There are several conditions required to purchase a savings plan. An insurance company may consider several risk factors such as your habits like smoking or drinking, pre-existing health conditions, and a lot more other factors. Here’s a complete list of conditions imposed in savings plans:
1. Maturity Age
The maturity age is a timeframe after which your savings scheme expires, and you can withdraw the accumulated money. Moreover, talking about the date of maturity, it depends on whether you’re dead or the contract’s stipulation has been reached. At this point, you will no longer have to pay any premiums. Some plans also keep you covered for a few years past the maturity age.
2. Sum Assured
The minimum assured sum offered by a savings plan is Rs. 76,500, which certainly fits the bill for an average Indian household to manage their expenses. However, keep in mind that there is no upper limit on the maximum sum assured. You can choose to grow your corpus as long as you can pay premiums at a defined frequency.
But, there’s a limit on the minimum premium installment you can make annually in a savings scheme. It requires a minimum of Rs. 20,000 in form of premium payments, which can be either divided monthly, quarterly, or even half-yearly based on your investment preferences. Additionally, there’s no maximum limit on the number of premiums you can pay towards the policy, which means you can save as much money as you want to sustain a comfortable and wealthy future.
3. Premium Payment Terms
The number of years up to which you have to pay the premiums indicate the coverage as well as the length of your policy. However, don’t confuse it with your policy’s term as the latter uses the accumulated amount to cover you decades ahead of the maturity period of your plan. As a general rule of thumb, the more comprehensive cover you choose, the higher your premium amounts tend to be during the payment terms of your policy.
4. Entry Age
The entry age is a criterion that determines the minimum age for a person to be eligible for investing in a savings plan. Depending on the risk management system of a financial institution, they may have varying entry ages for investors. Generally, eighteen years is an ideal age for a person to start investing in a savings plan.
5. Premium Payment Mode
Depending on the number of premiums you have to pay towards the policy benefits, your policy tenure can either be long or short. Insurance companies provide you with ranging methods to pay your premiums, which do not affect the long-term benefits of your policy in any way. It’s usually kept very flexible to allow people from diverse financial backgrounds to invest in savings schemes.
6. Modal Factor
The modal factor is a fractional value used to convert your annual premiums into smaller chunks of payments required to be paid more frequently. The value of the modal factor is multiplied by your annual premium to determine how much money you need to pay every month. As a policyholder, you can always choose to change the mode of premium payment based on the modal factor of your preferred plan.
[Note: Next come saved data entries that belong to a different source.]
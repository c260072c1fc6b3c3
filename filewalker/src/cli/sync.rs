// SPDX-FileCopyrightText: Copyright © 2020-2025 Serpent OS Developers
//
// SPDX-License-Identifier: MPL-2.0

use clap::Parser;
use filewalker::Config;
use thiserror::Error;

use super::{manifest, stubs};

// Stubs are created first so they are listed in the same run
#[derive(Debug, Default, Parser)]
#[command(about = "Create missing stubs, then regenerate the listing (default)")]
pub struct Command {}

pub fn handle(_command: Command, config: &Config) -> Result<(), Error> {
    stubs::synthesize(config, false)?;
    manifest::write(config)?;

    Ok(())
}

#[derive(Debug, Error)]
pub enum Error {
    #[error("stubs")]
    Stubs(#[from] stubs::Error),
    #[error("manifest")]
    Manifest(#[from] manifest::Error),
}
Best Savings Plans Available in India
When it comes to savings plans in India, there are a plethora of options for you to choose from. With such a wide range of options, you can surely feel overwhelmed. That’s why we’ve compiled a list of the best savings plans available in India to facilitate your decision-making:
1. Bajaj Life Insurance Capital Guarantee Solution
The Capital Guarantee Solution plan offered by Bajaj Life Insurance is a savings scheme that helps you invest your money in market-linked products and guaranteed upfronts to gain consistent returns without any excess level of risk involved.
With a return of over 14% in just seven years, this plan is categorized among the top-performing large-cap funds in the country. It is certainly an ideal saving plan to generate a financial cushion for your family and fulfill your dreams and aspirations in the future.
2. Aviva I-Growth Plan
The Aviva I-Growth Plan is a Unit Linked Insurance plan with an entry age of just eighteen years. It offers you combined benefits of investment and insurance, which make it ideal for long-term investments.
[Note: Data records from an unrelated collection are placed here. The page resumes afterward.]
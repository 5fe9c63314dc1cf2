//! Gateway trait implementations over the HTTP client

use super::{AuthGateway, RowGateway};
use async_trait::async_trait;
use atrium_gateway_client::{AuthSession, AuthUser, Filter, GatewayClient, Order, Result};
use serde_json::Value;

#[async_trait]
impl RowGateway for GatewayClient {
    async fn select(
        &self,
        table: &str,
        filter: &Filter,
        order: Option<&Order>,
        limit: Option<u32>,
    ) -> Result<Vec<Value>> {
        GatewayClient::select(self, table, filter, order, limit).await
    }

    async fn insert(&self, table: &str, row: Value) -> Result<Value> {
        GatewayClient::insert(self, table, &row).await
    }

    async fn update(&self, table: &str, filter: &Filter, patch: Value) -> Result<Vec<Value>> {
        GatewayClient::update(self, table, filter, &patch).await
    }

    async fn delete(&self, table: &str, filter: &Filter) -> Result<u64> {
        GatewayClient::delete(self, table, filter).await
    }

    async fn rpc(&self, procedure: &str, params: Value) -> Result<Value> {
        GatewayClient::rpc(self, procedure, &params).await
    }

    fn set_access_token(&self, token: Option<String>) {
        GatewayClient::set_access_token(self, token)
    }
}

#[async_trait]
impl AuthGateway for GatewayClient {
    async fn sign_up(&self, email: &str, password: &str) -> Result<AuthSession> {
        GatewayClient::sign_up(self, email, password).await
    }

    async fn sign_in(&self, email: &str, password: &str) -> Result<AuthSession> {
        GatewayClient::sign_in_with_password(self, email, password).await
    }

    async fn sign_out(&self, access_token: &str) -> Result<()> {
        GatewayClient::sign_out(self, access_token).await
    }

    async fn current_user(&self, access_token: &str) -> Result<AuthUser> {
        GatewayClient::current_user(self, access_token).await
    }
}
The plan features a maturity age of 60 years and allows you to choose from a variety of policy terms such as 10, 15, and 20 years. Moreover, you can also choose between multiple fund options to maximize your savings potential.
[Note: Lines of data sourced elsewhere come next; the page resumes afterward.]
//! Error types for the gateway client

use thiserror::Error;

/// Gateway client error
#[derive(Debug, Error)]
pub enum GatewayError {
    /// HTTP request failed
    #[error("HTTP error: {0}")]
    Http(#[from] reqwest::Error),

    /// JSON serialization/deserialization failed
    #[error("JSON error: {0}")]
    Json(#[from] serde_json::Error),

    /// Gateway returned an error
    #[error("Gateway error {status}: {message}")]
    Server { status: u16, message: String },

    /// Row or procedure not found
    #[error("Not found: {0}")]
    NotFound(String),

    /// Uniqueness or other constraint violation
    #[error("Constraint violation: {0}")]
    Conflict(String),

    /// Invalid response from gateway
    #[error("Invalid response: {0}")]
    InvalidResponse(String),

    /// Authentication failure
    #[error("Auth error: {0}")]
    Auth(#[from] AuthError),
}

/// Authentication error, surfaced by the auth endpoints
#[derive(Debug, Error)]
pub enum AuthError {
    /// Wrong email/password combination
    #[error("Invalid credentials")]
    InvalidCredentials,

    /// An account already exists for this email
    #[error("Email already registered")]
    EmailTaken,

    /// Access token missing, expired, or revoked
    #[error("Session expired")]
    SessionExpired,

    /// Any other auth service failure
    #[error("Auth service error: {0}")]
    Other(String),
}

/// Result type for gateway operations
pub type Result<T> = std::result::Result<T, GatewayError>;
3. Canara HSBC Oriental Bank of Commerce – Invest 4G Plan
Being one of the most comprehensive savings plans available in the market, the Invest 4G Plan is a tax-saving plan that helps you accumulate a sufficient financial corpus to enjoy a financially secure future and fulfill all your dreams and aspirations in life.
The plan provides several customization options, which allow you to orient your investments according to specific goals. Moreover, you can also enjoy exceptional flexibility in pay-out options and premium payment terms.
Bottom Line
Savings plans are a great way for families, couples, or individuals to save without fail. It offers peace of mind because you’re saving or paying regularly, and in an emergency, you can access the money quickly without transfer fees.